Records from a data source
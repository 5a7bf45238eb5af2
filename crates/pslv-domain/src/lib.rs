#![deny(clippy::all, warnings)]
#![allow(
    clippy::missing_errors_doc,
    clippy::missing_panics_doc,
    clippy::must_use_candidate
)]

pub mod access;
pub mod catalog;
pub mod install;
pub mod lifecycle;
pub mod snapshot;

pub use access::{AccessList, EVERYONE};
pub use catalog::{columns, CatalogEntry, Environment, RawRow, CATALOG_COLUMNS};
pub use install::{InstallRecord, VERSION_MARKER};
pub use lifecycle::{
    days_remaining, expiry_date, is_expired, order_catalog, parse_release_date, update_available,
    TileState,
};
pub use snapshot::{load_snapshot, store_snapshot, SNAPSHOT_FILE};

_Task brief_
Give the records again, complete and exact.

_Output for this exercise_
repository 5a7bf45238eb5af2
filename crates/pslv-domain/src/lib.rs
#![deny(clippy::all, warnings)]
#![allow(
    clippy::missing_errors_doc,
    clippy::missing_panics_doc,
    clippy::must_use_candidate
)]

pub mod access;
pub mod catalog;
pub mod install;
pub mod lifecycle;
pub mod snapshot;

pub use access::{AccessList, EVERYONE};
pub use catalog::{columns, CatalogEntry, Environment, RawRow, CATALOG_COLUMNS};
pub use install::{InstallRecord, VERSION_MARKER};
pub use lifecycle::{
    days_remaining, expiry_date, is_expired, order_catalog, parse_release_date, update_available,
    TileState,
};
pub use snapshot::{load_snapshot, store_snapshot, SNAPSHOT_FILE};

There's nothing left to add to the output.